Reproduce, exactly and in full, only the lines below from the one containing "(TaskStatus::Success, _) =>" through the one containing "Default, PartialEq, Eq, Serialize, Deserialize)]".

[Saved data entries]
..............................
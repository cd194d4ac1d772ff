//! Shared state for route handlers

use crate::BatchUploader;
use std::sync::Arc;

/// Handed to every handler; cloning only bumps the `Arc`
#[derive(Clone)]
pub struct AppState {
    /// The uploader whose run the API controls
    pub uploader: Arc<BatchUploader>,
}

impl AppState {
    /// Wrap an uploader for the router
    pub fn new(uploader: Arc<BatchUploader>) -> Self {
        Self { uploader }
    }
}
..............................
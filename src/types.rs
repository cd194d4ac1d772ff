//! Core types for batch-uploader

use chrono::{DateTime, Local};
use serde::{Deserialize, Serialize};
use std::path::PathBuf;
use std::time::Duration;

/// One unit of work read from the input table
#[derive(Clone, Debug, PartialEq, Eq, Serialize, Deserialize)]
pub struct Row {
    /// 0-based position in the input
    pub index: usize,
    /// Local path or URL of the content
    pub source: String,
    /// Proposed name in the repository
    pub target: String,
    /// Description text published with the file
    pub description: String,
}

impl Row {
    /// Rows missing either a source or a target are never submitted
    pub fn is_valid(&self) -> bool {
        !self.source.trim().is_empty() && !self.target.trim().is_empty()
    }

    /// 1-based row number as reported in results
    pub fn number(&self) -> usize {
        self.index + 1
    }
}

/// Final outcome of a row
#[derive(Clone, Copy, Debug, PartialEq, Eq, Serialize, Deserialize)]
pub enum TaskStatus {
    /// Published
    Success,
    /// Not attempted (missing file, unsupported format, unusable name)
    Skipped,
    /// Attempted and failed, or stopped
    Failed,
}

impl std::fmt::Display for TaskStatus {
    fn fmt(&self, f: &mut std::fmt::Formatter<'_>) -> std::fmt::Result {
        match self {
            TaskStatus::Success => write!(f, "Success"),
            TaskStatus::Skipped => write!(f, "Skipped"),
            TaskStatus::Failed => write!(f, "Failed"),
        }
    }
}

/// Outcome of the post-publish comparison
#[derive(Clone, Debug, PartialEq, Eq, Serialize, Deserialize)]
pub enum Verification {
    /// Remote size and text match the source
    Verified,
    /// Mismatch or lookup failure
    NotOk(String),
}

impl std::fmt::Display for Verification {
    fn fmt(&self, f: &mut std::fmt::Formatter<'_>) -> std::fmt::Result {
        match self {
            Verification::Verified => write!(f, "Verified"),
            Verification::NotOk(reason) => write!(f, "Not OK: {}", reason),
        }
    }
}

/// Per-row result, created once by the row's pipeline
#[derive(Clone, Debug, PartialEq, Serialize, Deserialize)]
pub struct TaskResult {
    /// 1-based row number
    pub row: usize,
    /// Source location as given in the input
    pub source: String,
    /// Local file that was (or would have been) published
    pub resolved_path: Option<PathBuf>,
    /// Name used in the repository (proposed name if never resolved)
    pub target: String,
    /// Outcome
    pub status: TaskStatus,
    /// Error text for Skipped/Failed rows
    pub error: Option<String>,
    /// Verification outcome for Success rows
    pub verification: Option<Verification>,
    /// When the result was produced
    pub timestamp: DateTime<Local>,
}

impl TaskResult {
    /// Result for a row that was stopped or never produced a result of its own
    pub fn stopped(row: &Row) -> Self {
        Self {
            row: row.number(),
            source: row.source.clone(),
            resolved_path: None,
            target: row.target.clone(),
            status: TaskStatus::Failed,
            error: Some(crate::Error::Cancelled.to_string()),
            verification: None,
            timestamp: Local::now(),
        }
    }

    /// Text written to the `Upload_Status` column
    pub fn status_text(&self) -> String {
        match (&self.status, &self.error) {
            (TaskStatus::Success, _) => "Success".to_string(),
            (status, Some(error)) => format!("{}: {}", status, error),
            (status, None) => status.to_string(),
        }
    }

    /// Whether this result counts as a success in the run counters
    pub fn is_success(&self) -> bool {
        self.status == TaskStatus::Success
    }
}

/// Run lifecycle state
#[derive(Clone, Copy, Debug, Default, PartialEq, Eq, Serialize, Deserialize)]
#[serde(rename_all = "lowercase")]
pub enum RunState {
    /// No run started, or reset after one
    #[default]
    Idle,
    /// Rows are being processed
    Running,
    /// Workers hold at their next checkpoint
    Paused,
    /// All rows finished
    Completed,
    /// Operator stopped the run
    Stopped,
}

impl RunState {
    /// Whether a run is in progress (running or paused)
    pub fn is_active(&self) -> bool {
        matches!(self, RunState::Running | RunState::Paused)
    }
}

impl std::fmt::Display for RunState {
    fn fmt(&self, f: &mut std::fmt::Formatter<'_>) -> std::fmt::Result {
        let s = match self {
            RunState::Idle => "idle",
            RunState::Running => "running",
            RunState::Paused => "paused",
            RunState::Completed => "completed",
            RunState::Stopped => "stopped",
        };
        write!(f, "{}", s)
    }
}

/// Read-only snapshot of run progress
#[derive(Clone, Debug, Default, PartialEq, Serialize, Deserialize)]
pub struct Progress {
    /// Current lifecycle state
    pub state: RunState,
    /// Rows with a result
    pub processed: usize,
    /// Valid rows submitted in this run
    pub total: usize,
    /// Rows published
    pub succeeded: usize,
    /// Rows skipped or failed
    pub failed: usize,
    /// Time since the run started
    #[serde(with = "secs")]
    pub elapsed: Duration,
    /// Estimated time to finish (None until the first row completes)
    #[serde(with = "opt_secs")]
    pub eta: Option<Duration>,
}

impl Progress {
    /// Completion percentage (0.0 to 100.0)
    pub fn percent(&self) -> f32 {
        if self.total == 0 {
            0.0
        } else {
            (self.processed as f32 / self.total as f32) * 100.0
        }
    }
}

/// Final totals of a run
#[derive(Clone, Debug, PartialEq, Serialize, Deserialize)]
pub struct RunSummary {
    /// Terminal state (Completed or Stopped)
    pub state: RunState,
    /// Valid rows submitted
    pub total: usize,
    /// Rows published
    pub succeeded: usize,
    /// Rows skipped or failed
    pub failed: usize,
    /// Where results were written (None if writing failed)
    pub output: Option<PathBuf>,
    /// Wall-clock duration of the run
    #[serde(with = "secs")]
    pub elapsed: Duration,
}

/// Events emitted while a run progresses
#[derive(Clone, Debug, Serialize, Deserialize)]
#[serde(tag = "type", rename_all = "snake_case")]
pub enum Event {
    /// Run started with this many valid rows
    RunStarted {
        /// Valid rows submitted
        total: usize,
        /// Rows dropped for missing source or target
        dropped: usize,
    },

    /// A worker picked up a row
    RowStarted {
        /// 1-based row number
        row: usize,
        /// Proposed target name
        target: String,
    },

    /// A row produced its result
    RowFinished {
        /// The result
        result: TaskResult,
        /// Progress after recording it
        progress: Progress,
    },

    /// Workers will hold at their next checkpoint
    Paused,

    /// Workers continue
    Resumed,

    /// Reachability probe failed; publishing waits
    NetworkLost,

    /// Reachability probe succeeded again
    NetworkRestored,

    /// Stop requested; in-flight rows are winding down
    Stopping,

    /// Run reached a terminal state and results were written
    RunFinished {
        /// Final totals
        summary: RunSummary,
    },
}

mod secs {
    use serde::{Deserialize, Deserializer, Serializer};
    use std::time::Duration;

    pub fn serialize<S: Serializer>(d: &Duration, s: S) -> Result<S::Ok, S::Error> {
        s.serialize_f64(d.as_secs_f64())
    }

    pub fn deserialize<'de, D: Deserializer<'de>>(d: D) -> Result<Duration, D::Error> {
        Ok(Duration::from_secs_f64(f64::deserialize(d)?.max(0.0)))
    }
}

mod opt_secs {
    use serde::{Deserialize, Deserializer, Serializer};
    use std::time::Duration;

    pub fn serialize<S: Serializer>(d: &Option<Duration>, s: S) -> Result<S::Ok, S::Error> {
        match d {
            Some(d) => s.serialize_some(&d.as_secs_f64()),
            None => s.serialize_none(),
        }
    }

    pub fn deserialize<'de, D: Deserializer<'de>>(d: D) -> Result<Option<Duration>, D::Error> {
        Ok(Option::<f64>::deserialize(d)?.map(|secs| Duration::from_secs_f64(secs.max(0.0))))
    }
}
..............................
Reply:
            (TaskStatus::Success, _) => "Success".to_string(),
            (status, Some(error)) => format!("{}: {}", status, error),
            (status, None) => status.to_string(),
        }
    }

    /// Whether this result counts as a success in the run counters
    pub fn is_success(&self) -> bool {
        self.status == TaskStatus::Success
    }
}

/// Run lifecycle state
#[derive(Clone, Copy, Debug, Default, PartialEq, Eq, Serialize, Deserialize)]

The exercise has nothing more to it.